PROMPT: Where a line has odd spacing or punctuation, keep it; transcribe all the entries exactly.

Stored items
== Segment start ==

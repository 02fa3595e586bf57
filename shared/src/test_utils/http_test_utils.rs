use axum::body::Body;
use http::{Request, Response};
use http_body_util::BodyExt;
use serde_json::Value;

/// Builds a request with an optional JSON body.
pub fn create_test_request(method: &str, uri: &str, body: Option<Value>) -> Request<Body> {
    let builder = Request::builder().method(method).uri(uri);

    match body {
        Some(json) => builder
            .header("Content-Type", "application/json")
            .body(Body::from(json.to_string()))
            .unwrap(),
        None => builder.body(Body::empty()).unwrap(),
    }
}

/// Builds a request whose body is sent verbatim as JSON content.
pub fn create_raw_request(method: &str, uri: &str, raw: &str) -> Request<Body> {
    Request::builder()
        .method(method)
        .uri(uri)
        .header("Content-Type", "application/json")
        .body(Body::from(raw.to_string()))
        .unwrap()
}

pub async fn response_to_string(response: Response<Body>) -> String {
    let bytes = response.into_body().collect().await.unwrap().to_bytes();
    String::from_utf8(bytes.to_vec()).unwrap()
}

pub async fn response_to_json(response: Response<Body>) -> Value {
    let body = response_to_string(response).await;
    if body.is_empty() {
        return Value::Null;
    }
    serde_json::from_str(&body).unwrap()
}
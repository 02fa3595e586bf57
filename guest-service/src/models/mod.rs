use axum::extract::rejection::JsonRejection;
use axum::Json;
use guestlist_shared::aggregation::{EventFilter, FamilyQuery};
use guestlist_shared::config::EventCatalog;
use guestlist_shared::validation::ValidationError;
use serde::Deserialize;
use std::sync::Arc;

use crate::error::AppError;

// Request bodies are validated by the shared crate
pub use guestlist_shared::validation::FamilyInput;

/// Shared router state: the record store and the event catalog.
pub struct AppState<S> {
    pub store: Arc<S>,
    pub events: Arc<EventCatalog>,
}

impl<S> AppState<S> {
    pub fn new(store: Arc<S>, events: Arc<EventCatalog>) -> Self {
        Self { store, events }
    }
}

impl<S> Clone for AppState<S> {
    fn clone(&self) -> Self {
        Self {
            store: self.store.clone(),
            events: self.events.clone(),
        }
    }
}

/// Query string accepted by the list, export and print endpoints.
#[derive(Deserialize, Debug, Default)]
pub struct ListQuery {
    pub event: Option<String>,
    pub search: Option<String>,
}

/// "All" (any case) or an empty value means no event filter.
pub fn parse_event_filter(
    raw: Option<&str>,
    catalog: &EventCatalog,
) -> Result<EventFilter, AppError> {
    match raw.map(str::trim) {
        None | Some("") => Ok(EventFilter::All),
        Some(label) if label.eq_ignore_ascii_case("all") => Ok(EventFilter::All),
        Some(label) => catalog
            .resolve(label)
            .map(|tag| EventFilter::Only(tag.clone()))
            .ok_or_else(|| ValidationError::UnknownEvent(label.to_string()).into()),
    }
}

impl ListQuery {
    pub fn to_family_query(&self, catalog: &EventCatalog) -> Result<FamilyQuery, AppError> {
        let event = parse_event_filter(self.event.as_deref(), catalog)?;
        Ok(FamilyQuery::new(
            self.search.clone().unwrap_or_default(),
            event,
        ))
    }
}

/// Unwraps a JSON body, reporting malformed bodies as validation failures
/// (400) rather than axum's default 422.
pub fn json_body<T>(payload: Result<Json<T>, JsonRejection>) -> Result<T, AppError> {
    payload
        .map(|Json(body)| body)
        .map_err(|rejection| ValidationError::MalformedBody(rejection.body_text()).into())
}
use axum::{extract::State, Json};
use guestlist_shared::aggregation::{
    compute_statistics, per_event_statistics, EventStatistics, Statistics,
};
use guestlist_shared::models::EventTag;
use guestlist_shared::store::FamilyStore;

use crate::error::Result;
use crate::models::AppState;

// GET /stats
pub async fn get_statistics<S>(State(state): State<AppState<S>>) -> Result<Json<Statistics>>
where
    S: FamilyStore,
{
    let families = state.store.list_families().await?;
    Ok(Json(compute_statistics(&families)))
}

// GET /stats/events
pub async fn get_event_statistics<S>(
    State(state): State<AppState<S>>,
) -> Result<Json<Vec<EventStatistics>>>
where
    S: FamilyStore,
{
    let families = state.store.list_families().await?;
    Ok(Json(per_event_statistics(&families, &state.events)))
}

// GET /events
pub async fn get_events<S>(State(state): State<AppState<S>>) -> Json<Vec<EventTag>>
where
    S: FamilyStore,
{
    Json(state.events.events().to_vec())
}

== Segment end ==

SOLUTION:
repository 02fa3595e586bf57
filename shared/src/test_utils/http_test_utils.rs
use axum::body::Body;
use http::{Request, Response};
use http_body_util::BodyExt;
use serde_json::Value;

/// Builds a request with an optional JSON body.
pub fn create_test_request(method: &str, uri: &str, body: Option<Value>) -> Request<Body> {
    let builder = Request::builder().method(method).uri(uri);

    match body {
        Some(json) => builder
            .header("Content-Type", "application/json")
            .body(Body::from(json.to_string()))
            .unwrap(),
        None => builder.body(Body::empty()).unwrap(),
    }
}

/// Builds a request whose body is sent verbatim as JSON content.
pub fn create_raw_request(method: &str, uri: &str, raw: &str) -> Request<Body> {
    Request::builder()
        .method(method)
        .uri(uri)
        .header("Content-Type", "application/json")
        .body(Body::from(raw.to_string()))
        .unwrap()
}

pub async fn response_to_string(response: Response<Body>) -> String {
    let bytes = response.into_body().collect().await.unwrap().to_bytes();
    String::from_utf8(bytes.to_vec()).unwrap()
}

pub async fn response_to_json(response: Response<Body>) -> Value {
    let body = response_to_string(response).await;
    if body.is_empty() {
        return Value::Null;
    }
    serde_json::from_str(&body).unwrap()
}
repository 02fa3595e586bf57
filename guest-service/src/models/mod.rs
use axum::extract::rejection::JsonRejection;
use axum::Json;
use guestlist_shared::aggregation::{EventFilter, FamilyQuery};
use guestlist_shared::config::EventCatalog;
use guestlist_shared::validation::ValidationError;
use serde::Deserialize;
use std::sync::Arc;

use crate::error::AppError;

// Request bodies are validated by the shared crate
pub use guestlist_shared::validation::FamilyInput;

/// Shared router state: the record store and the event catalog.
pub struct AppState<S> {
    pub store: Arc<S>,
    pub events: Arc<EventCatalog>,
}

impl<S> AppState<S> {
    pub fn new(store: Arc<S>, events: Arc<EventCatalog>) -> Self {
        Self { store, events }
    }
}

impl<S> Clone for AppState<S> {
    fn clone(&self) -> Self {
        Self {
            store: self.store.clone(),
            events: self.events.clone(),
        }
    }
}

/// Query string accepted by the list, export and print endpoints.
#[derive(Deserialize, Debug, Default)]
pub struct ListQuery {
    pub event: Option<String>,
    pub search: Option<String>,
}

/// "All" (any case) or an empty value means no event filter.
pub fn parse_event_filter(
    raw: Option<&str>,
    catalog: &EventCatalog,
) -> Result<EventFilter, AppError> {
    match raw.map(str::trim) {
        None | Some("") => Ok(EventFilter::All),
        Some(label) if label.eq_ignore_ascii_case("all") => Ok(EventFilter::All),
        Some(label) => catalog
            .resolve(label)
            .map(|tag| EventFilter::Only(tag.clone()))
            .ok_or_else(|| ValidationError::UnknownEvent(label.to_string()).into()),
    }
}

impl ListQuery {
    pub fn to_family_query(&self, catalog: &EventCatalog) -> Result<FamilyQuery, AppError> {
        let event = parse_event_filter(self.event.as_deref(), catalog)?;
        Ok(FamilyQuery::new(
            self.search.clone().unwrap_or_default(),
            event,
        ))
    }
}

/// Unwraps a JSON body, reporting malformed bodies as validation failures
/// (400) rather than axum's default 422.
pub fn json_body<T>(payload: Result<Json<T>, JsonRejection>) -> Result<T, AppError> {
    payload
        .map(|Json(body)| body)
        .map_err(|rejection| ValidationError::MalformedBody(rejection.body_text()).into())
}
use axum::{extract::State, Json};
use guestlist_shared::aggregation::{
    compute_statistics, per_event_statistics, EventStatistics, Statistics,
};
use guestlist_shared::models::EventTag;
use guestlist_shared::store::FamilyStore;

use crate::error::Result;
use crate::models::AppState;

// GET /stats
pub async fn get_statistics<S>(State(state): State<AppState<S>>) -> Result<Json<Statistics>>
where
    S: FamilyStore,
{
    let families = state.store.list_families().await?;
    Ok(Json(compute_statistics(&families)))
}

// GET /stats/events
pub async fn get_event_statistics<S>(
    State(state): State<AppState<S>>,
) -> Result<Json<Vec<EventStatistics>>>
where
    S: FamilyStore,
{
    let families = state.store.list_families().await?;
    Ok(Json(per_event_statistics(&families, &state.events)))
}

// GET /events
pub async fn get_events<S>(State(state): State<AppState<S>>) -> Json<Vec<EventTag>>
where
    S: FamilyStore,
{
    Json(state.events.events().to_vec())
}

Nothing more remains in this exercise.